REVIEW | ‘The Beguiled’ is a story of war on all fronts

September 10, 2017 - 8:06 AM
5012
Colin Farrell and Nicole Kidman in 'The Beguiled.'

In the midst of the American Civil War, a young girl walks through the woods picking up mushrooms. Just outside the treeline, we can hear the sounds of explosions and gunfire. The war is just out of reach but the girl sings her song and picks up mushrooms until she finds a wounded soldier, a soldier from the north, who is the enemy, but the young girl helps bring him to an almost-empty school so he can get medical aid.

This is how “The Beguiled” begins and from there it’s a wild ride from writer and director Sofia Coppola. In the school are the owner, Martha, the headmistress, Edwina, and five young girls, including the kind Amy, who first brings the soldier to their school.

The lives of these women, young and old, has been almost routine and already disrupted by the Civil War and now the arrival of Corporal John McBurney sends their world upside down.

Coppola uses beautiful lighting to show the potential beauty that can be found in the school but it’s covered in shadows. This is a house that is dying. With the slaves and the other girls having left, the only ones that remain have nowhere to go and do what they can to survive.

The garden is wild and unkempt and the house is filled with dark corners and furniture, creating the feeling of claustrophobia. There are only seven women here but it feels like it’s going to explode and now that a man, a wounded soldier from the opposite side of the war, has arrived, everything starts to sizzle.

The pacing is a quiet build-up. Coppola is known for her meticulous use of music in her films but “The Beguiled” is eerily silent with only the sound of birdsong or the distant war faintly breaking the quiet.

The movie starts off light with everyone still being cordial and polite but changes are happening. The women, cut off from the world, have taken a liking to the stranger. All the women, from Martha, the eldest, to Amy, the youngest, have developed varying degrees of affection, and this is when the trouble starts.

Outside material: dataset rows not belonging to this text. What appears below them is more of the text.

//! Session state (C4), a sum type per spec.md §9's "mutable session bag"
//! re-architecture note rather than a struct of optional fields.
//!
//! Modeled after the teacher's type-state client (`Connected`,
//! `MailTransaction`, `RecipientAdded`, `Data` structs in
//! `connection/client.rs`), turned into one server-side enum the way
//! `empath-smtp`'s `state::State` wraps per-phase structs — a sum type is a
//! better fit server-side since the engine owns one session value across an
//! indefinitely long-lived connection rather than moving a typed value
//! through a chain of method calls.

use crate::types::Address;

/// An in-progress mail transaction: sender plus accumulated recipients.
#[derive(Debug, Clone, Default)]
pub struct Transaction {
    /// `MAIL FROM` sender, with angle brackets and parameters stripped.
    pub sender: Option<Address>,
    /// `RCPT TO` recipients accepted so far, in order.
    pub recipients: Vec<Address>,
}

impl Transaction {
    /// Returns `true` once `MAIL FROM` has been accepted.
    #[must_use]
    pub const fn started(&self) -> bool {
        self.sender.is_some()
    }
}

/// The `AUTH LOGIN` continuation sub-state: which piece of the credential
/// the next base64 line supplies.
#[derive(Debug, Clone, Copy, PartialEq, Eq)]
pub enum AuthLoginStep {
    /// Waiting for the base64-encoded username.
    Username,
    /// Waiting for the base64-encoded password, `username` already read.
    Password,
}

/// One connection's SMTP session state.
#[derive(Debug, Clone)]
pub enum Session {
    /// Just connected; no `EHLO`/`HELO` yet.
    Connected,
    /// `EHLO`/`HELO` completed. Carries the transaction accumulated so far
    /// (empty until `MAIL FROM`) rather than splitting `GREETED`,
    /// `MAIL_FROM`, and `RCPT_TO` into distinct variants, since spec.md's
    /// three states share every field and differ only in which commands are
    /// currently legal — a property [`Session::allows`] encodes directly.
    Greeted {
        /// Client hostname from `EHLO`/`HELO`.
        client_hostname: String,
        /// Whether `EHLO` (vs. plain `HELO`) was used; gates extended
        /// features like multi-line capability advertisement.
        extended: bool,
        /// Whether this session has completed `AUTH`.
        authenticated: bool,
        /// Authenticated user's email, if any.
        auth_user: Option<String>,
        /// The in-progress transaction, empty before `MAIL FROM`.
        transaction: Transaction,
    },
    /// `DATA` was accepted; accumulating body lines until the bare `.`
    /// terminator.
    Data {
        /// Session fields carried over from `Greeted`, restored on return.
        client_hostname: String,
        extended: bool,
        authenticated: bool,
        auth_user: Option<String>,
        transaction: Transaction,
        /// Body bytes accumulated so far, already dot-unstuffed.
        buffer: Vec<u8>,
        /// Set once `buffer` would exceed the configured maximum message
        /// size; further body lines are discarded rather than buffered, but
        /// the engine keeps reading until the terminator so it stays in
        /// sync with the client before replying `552`.
        oversized: bool,
    },
    /// Mid-`AUTH PLAIN` or `AUTH LOGIN` continuation: the next line is a
    /// base64 credential fragment, not a command.
    Authenticating {
        client_hostname: String,
        extended: bool,
        transaction: Transaction,
        /// `None` for `AUTH PLAIN`'s single continuation line; `Some` for
        /// `AUTH LOGIN`'s two-step username/password exchange.
        login_step: Option<AuthLoginStep>,
        /// Username already decoded, set once `AUTH LOGIN`'s first line
        /// arrives.
        pending_username: Option<String>,
    },
}

impl Default for Session {
    fn default() -> Self {
        Self::Connected
    }
}

impl Session {
    /// Resets to the post-greeting state, clearing any in-progress
    /// transaction and AUTH continuation — used by `RSET` and by `STARTTLS`
    /// (which additionally discards EHLO/auth state entirely, so it returns
    /// to `Connected` instead; see [`Session::reset_to_connected`]).
    #[must_use]
    pub fn reset_transaction(self) -> Self {
        match self {
            Self::Connected => Self::Connected,
            Self::Greeted { client_hostname, extended, authenticated, auth_user, .. }
            | Self::Data { client_hostname, extended, authenticated, auth_user, .. } => {
                Self::Greeted { client_hostname, extended, authenticated, auth_user, transaction: Transaction::default() }
            }
            Self::Authenticating { client_hostname, extended, .. } => {
                Self::Greeted { client_hostname, extended, authenticated: false, auth_user: None, transaction: Transaction::default() }
            }
        }
    }

    /// Discards all session state after a `STARTTLS` upgrade, per spec.md
    /// §4.2: "After STARTTLS, SMTP must discard prior EHLO and
    /// authentication state."
    #[must_use]
    pub const fn reset_to_connected() -> Self {
        Self::Connected
    }

    /// Whether this session has completed `AUTH`.
    #[must_use]
    pub const fn is_authenticated(&self) -> bool {
        matches!(
            self,
            Self::Greeted { authenticated: true, .. } | Self::Data { authenticated: true, .. }
        )
    }

    /// The authenticated user's email, if any.
    #[must_use]
    pub fn auth_user(&self) -> Option<&str> {
        match self {
            Self::Greeted { auth_user, .. } | Self::Data { auth_user, .. } => auth_user.as_deref(),
            Self::Connected | Self::Authenticating { .. } => None,
        }
    }

    /// Whether `EHLO` (rather than `HELO`) greeted this session.
    #[must_use]
    pub const fn is_extended(&self) -> bool {
        matches!(
            self,
            Self::Greeted { extended: true, .. }
                | Self::Data { extended: true, .. }
                | Self::Authenticating { extended: true, .. }
        )
    }
}

#[cfg(test)]
mod tests {
    use super::*;

    #[test]
    fn default_is_connected() {
        assert!(matches!(Session::default(), Session::Connected));
    }

    #[test]
    fn reset_transaction_clears_recipients_but_keeps_greeting() {
        let session = Session::Greeted {
            client_hostname: "c".to_string(),
            extended: true,
            authenticated: true,
            auth_user: Some("bob@example.com".to_string()),
            transaction: Transaction {
                sender: Some(Address::new("a@example.com").unwrap()),
                recipients: vec![Address::new("b@example.com").unwrap()],
            },
        };
        let reset = session.reset_transaction();
        assert!(reset.is_authenticated());
        assert_eq!(reset.auth_user(), Some("bob@example.com"));
        match reset {
            Session::Greeted { transaction, .. } => assert!(!transaction.started()),
            _ => panic!("expected Greeted"),
        }
    }

    #[test]
    fn starttls_discards_everything() {
        let session = Session::Greeted {
            client_hostname: "c".to_string(),
            extended: true,
            authenticated: true,
            auth_user: Some("bob@example.com".to_string()),
            transaction: Transaction::default(),
        };
        drop(session);
        let reset = Session::reset_to_connected();
        assert!(matches!(reset, Session::Connected));
        assert!(!reset.is_authenticated());
    }
}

The outstanding female cast is led by Nicole Kidman, Elle Fanning, and Kirsten Dunst.

Heightened emotions lead to jealousy and competition and what began as a charming tale of kindness in the time of war becomes a war zone of former colleagues turned rivals.

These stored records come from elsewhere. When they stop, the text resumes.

//! SMTP extension types.

/// SMTP extensions discovered from EHLO response.
#[derive(Debug, Clone, PartialEq, Eq, Hash)]
pub enum Extension {
    /// STARTTLS - TLS upgrade
    StartTls,
    /// AUTH - Authentication
    Auth(Vec<AuthMechanism>),
    /// SIZE - Maximum message size
    Size(Option<usize>),
    /// 8BITMIME - 8-bit MIME transport
    EightBitMime,
    /// PIPELINING - Command pipelining
    Pipelining,
    /// CHUNKING - Chunked message transfer
    Chunking,
    /// SMTPUTF8 - UTF-8 email addresses
    SmtpUtf8,
    /// DSN - Delivery status notifications
    Dsn,
    /// BINARYMIME - Binary MIME
    BinaryMime,
    /// Unknown extension
    Unknown(String),
}

impl Extension {
    /// Renders this extension as an EHLO response line, without the reply
    /// code/hyphen prefix (e.g. `"SIZE 26214400"`, `"AUTH PLAIN LOGIN"`).
    #[must_use]
    pub fn to_line(&self) -> String {
        match self {
            Self::StartTls => "STARTTLS".to_string(),
            Self::Auth(mechanisms) => {
                let names: Vec<&str> = mechanisms.iter().map(|m| m.as_str()).collect();
                format!("AUTH {}", names.join(" "))
            }
            Self::Size(Some(size)) => format!("SIZE {size}"),
            Self::Size(None) => "SIZE".to_string(),
            Self::EightBitMime => "8BITMIME".to_string(),
            Self::Pipelining => "PIPELINING".to_string(),
            Self::Chunking => "CHUNKING".to_string(),
            Self::SmtpUtf8 => "SMTPUTF8".to_string(),
            Self::Dsn => "DSN".to_string(),
            Self::BinaryMime => "BINARYMIME".to_string(),
            Self::Unknown(line) => line.clone(),
        }
    }

    /// Parses an extension line from EHLO response.
    #[must_use]
    pub fn parse(line: &str) -> Self {
        let parts: Vec<&str> = line.split_whitespace().collect();
        if parts.is_empty() {
            return Self::Unknown(line.to_string());
        }

        let keyword = parts[0].to_uppercase();
        match keyword.as_str() {
            "STARTTLS" => Self::StartTls,
            "AUTH" => {
                let mechanisms = parts[1..]
                    .iter()
                    .filter_map(|m| AuthMechanism::parse(m))
                    .collect();
                Self::Auth(mechanisms)
            }
            "SIZE" => {
                let size = parts.get(1).and_then(|s| s.parse().ok());
                Self::Size(size)
            }
            "8BITMIME" => Self::EightBitMime,
            "PIPELINING" => Self::Pipelining,
            "CHUNKING" => Self::Chunking,
            "SMTPUTF8" => Self::SmtpUtf8,
            "DSN" => Self::Dsn,
            "BINARYMIME" => Self::BinaryMime,
            _ => Self::Unknown(line.to_string()),
        }
    }
}

/// SASL authentication mechanism.
#[derive(Debug, Clone, Copy, PartialEq, Eq, Hash)]
pub enum AuthMechanism {
    /// PLAIN - plaintext authentication
    Plain,
    /// LOGIN - legacy plaintext
    Login,
    /// CRAM-MD5 - challenge-response
    CramMd5,
    /// `XOAUTH2` - `OAuth2` (Google/Microsoft)
    XOAuth2,
    /// `OAUTHBEARER` - RFC 7628 `OAuth2`
    OAuthBearer,
}

impl AuthMechanism {
    /// Parses an authentication mechanism name.
    #[must_use]
    pub fn parse(s: &str) -> Option<Self> {
        match s.to_uppercase().as_str() {
            "PLAIN" => Some(Self::Plain),
            "LOGIN" => Some(Self::Login),
            "CRAM-MD5" => Some(Self::CramMd5),
            "XOAUTH2" => Some(Self::XOAuth2),
            "OAUTHBEARER" => Some(Self::OAuthBearer),
            _ => None,
        }
    }

    /// Returns the mechanism name as a string.
    #[must_use]
    pub const fn as_str(self) -> &'static str {
        match self {
            Self::Plain => "PLAIN",
            Self::Login => "LOGIN",
            Self::CramMd5 => "CRAM-MD5",
            Self::XOAuth2 => "XOAUTH2",
            Self::OAuthBearer => "OAUTHBEARER",
        }
    }
}

#[cfg(test)]
#[allow(clippy::unwrap_used, clippy::redundant_clone, clippy::manual_string_new, clippy::needless_collect, clippy::unreadable_literal, clippy::used_underscore_items, clippy::similar_names)]
mod tests {
    use super::*;

    mod extension_parse_tests {
        use super::*;

        #[test]
        fn parse_starttls() {
            assert_eq!(Extension::parse("STARTTLS"), Extension::StartTls);
        }

        #[test]
        fn parse_starttls_lowercase() {
            assert_eq!(Extension::parse("starttls"), Extension::StartTls);
        }

        #[test]
        fn parse_auth_plain() {
            let ext = Extension::parse("AUTH PLAIN LOGIN");
            if let Extension::Auth(mechs) = ext {
                assert_eq!(mechs.len(), 2);
                assert!(mechs.contains(&AuthMechanism::Plain));
                assert!(mechs.contains(&AuthMechanism::Login));
            } else {
                panic!("Expected Auth variant");
            }
        }

        #[test]
        fn parse_auth_xoauth2() {
            let ext = Extension::parse("AUTH XOAUTH2 OAUTHBEARER");
            if let Extension::Auth(mechs) = ext {
                assert!(mechs.contains(&AuthMechanism::XOAuth2));
                assert!(mechs.contains(&AuthMechanism::OAuthBearer));
            } else {
                panic!("Expected Auth variant");
            }
        }

        #[test]
        fn parse_size_with_value() {
            let ext = Extension::parse("SIZE 52428800");
            if let Extension::Size(size) = ext {
                assert_eq!(size, Some(52_428_800));
            } else {
                panic!("Expected Size variant");
            }
        }

        #[test]
        fn parse_size_without_value() {
            let ext = Extension::parse("SIZE");
            if let Extension::Size(size) = ext {
                assert_eq!(size, None);
            } else {
                panic!("Expected Size variant");
            }
        }

        #[test]
        fn parse_8bitmime() {
            assert_eq!(Extension::parse("8BITMIME"), Extension::EightBitMime);
        }

        #[test]
        fn parse_pipelining() {
            assert_eq!(Extension::parse("PIPELINING"), Extension::Pipelining);
        }

        #[test]
        fn parse_chunking() {
            assert_eq!(Extension::parse("CHUNKING"), Extension::Chunking);
        }

        #[test]
        fn parse_smtputf8() {
            assert_eq!(Extension::parse("SMTPUTF8"), Extension::SmtpUtf8);
        }

        #[test]
        fn parse_dsn() {
            assert_eq!(Extension::parse("DSN"), Extension::Dsn);
        }

        #[test]
        fn parse_binarymime() {
            assert_eq!(Extension::parse("BINARYMIME"), Extension::BinaryMime);
        }

        #[test]
        fn parse_unknown() {
            let ext = Extension::parse("SOMECUSTOMEXT");
            if let Extension::Unknown(s) = ext {
                assert_eq!(s, "SOMECUSTOMEXT");
            } else {
                panic!("Expected Unknown variant");
            }
        }

        #[test]
        fn renders_auth_line() {
            let ext = Extension::Auth(vec![AuthMechanism::Plain, AuthMechanism::Login]);
            assert_eq!(ext.to_line(), "AUTH PLAIN LOGIN");
        }

        #[test]
        fn renders_size_line() {
            assert_eq!(Extension::Size(Some(26_214_400)).to_line(), "SIZE 26214400");
        }

        #[test]
        fn parse_empty() {
            let ext = Extension::parse("");
            assert!(matches!(ext, Extension::Unknown(_)));
        }
    }

    mod auth_mechanism_tests {
        use super::*;

        #[test]
        fn parse_plain() {
            assert_eq!(AuthMechanism::parse("PLAIN"), Some(AuthMechanism::Plain));
            assert_eq!(AuthMechanism::parse("plain"), Some(AuthMechanism::Plain));
        }

        #[test]
        fn parse_login() {
            assert_eq!(AuthMechanism::parse("LOGIN"), Some(AuthMechanism::Login));
        }

        #[test]
        fn parse_cram_md5() {
            assert_eq!(
                AuthMechanism::parse("CRAM-MD5"),
                Some(AuthMechanism::CramMd5)
            );
        }

        #[test]
        fn parse_xoauth2() {
            assert_eq!(
                AuthMechanism::parse("XOAUTH2"),
                Some(AuthMechanism::XOAuth2)
            );
        }

        #[test]
        fn parse_oauthbearer() {
            assert_eq!(
                AuthMechanism::parse("OAUTHBEARER"),
                Some(AuthMechanism::OAuthBearer)
            );
        }

        #[test]
        fn parse_unknown() {
            assert_eq!(AuthMechanism::parse("UNKNOWN"), None);
        }

        #[test]
        fn as_str() {
            assert_eq!(AuthMechanism::Plain.as_str(), "PLAIN");
            assert_eq!(AuthMechanism::Login.as_str(), "LOGIN");
            assert_eq!(AuthMechanism::CramMd5.as_str(), "CRAM-MD5");
            assert_eq!(AuthMechanism::XOAuth2.as_str(), "XOAUTH2");
            assert_eq!(AuthMechanism::OAuthBearer.as_str(), "OAUTHBEARER");
        }
    }
}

But there are more twists to come and before the film is through, the world of the school changes. War affects everyone, even those just outside the boundaries.

The production design and costumes are exquisite. The editing is surprising. The performances are superb. Nicole Kidman leads the cast with Colin Farrell, Kirsten Dunst, and Elle Fanning. Farrell is at his most charming, while the older women, Kidman and Dunst, are paragons of Civil War era repression.

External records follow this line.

/// A command-line grammar error.
#[derive(Debug, Clone, PartialEq, Eq)]
pub enum ParseError {
    /// The verb wasn't recognized.
    UnknownCommand(String),
    /// The arguments didn't match the verb's grammar.
    Syntax(String),
}

impl ParseOutcome {
    /// Parses one command line (without its trailing CRLF, already stripped
    /// by the framer).
    pub fn parse(line: &str) -> Result<Self, ParseError> {
        let (header, literal) = split_trailing_literal(line);
        let mut lexer = Lexer::new(header.as_bytes());

        let tag = Tag::new(read_tag(&mut lexer)?);
        expect_space(&mut lexer)?;
        let mut verb = read_verb(&mut lexer)?.to_uppercase();

        let mut uid = false;
        if verb == "UID" {
            uid = true;
            expect_space(&mut lexer)?;
            verb = read_verb(&mut lexer)?.to_uppercase();
        }

        if verb == "APPEND" {
            let (mailbox, flags, date) = parse_append_header(&mut lexer)?;
            let Some((size, non_sync)) = literal else {
                return Err(ParseError::Syntax("APPEND requires a literal message body".to_string()));
            };
            return Ok(Self::AppendLiteral { tag, mailbox, flags, date, size, non_sync });
        }

        let command = parse_command(&mut lexer, &verb, uid)?;
        if !matches!(command, Command::Fetch { .. } | Command::Store { .. } | Command::Search { .. }) && literal.is_some() {
            return Err(ParseError::Syntax("unexpected literal".to_string()));
        }
        Ok(Self::Command(ParsedCommand { tag, uid, command }))
    }
}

There’s so much inside of them that’s waiting to come out. It’s incredible. The younger women, are all quite charming with Elle Fanning playing out the young woman blooming into her sexuality.

Strangely enough, this little dark tale of seven women and a man, trapped in a house together becomes a wonderful little reflection of a world at war. In a school where young girls learn how to be proper Southern women, they are all polite and courteous despite all that’s really bubbling underneath. Even to the wounded soldier of the opposite camp, whom they treat with kindness, courtesy, and respect despite everyone’s hidden motives.

The film becomes an allegory for the masks that we wear during times of war. And isn’t present-day America at war with itself? Aren’t we, in the Philippines today? Two countries divided by politics. “The Beguiled” becomes this mirror to the dangers of losing ourselves to our expectations and the appeal of something new that comes into our lives that brings out the best and worst of us.

“The Beguiled” is dark but there are also inflections of the whimsical and the fantastic. It’s gothic in mood and tone but it’s also a coming-of-age story. But, at its heart, it’s a war story. Coppola never makes us forget it with the sounds of explosions just in the distance, daring to puncture this idyllic scene.

Except the war zone is inside us and among us. “The Beguiled” is brilliantly subversive this way and that’s all due to Coppola’s masterful touch.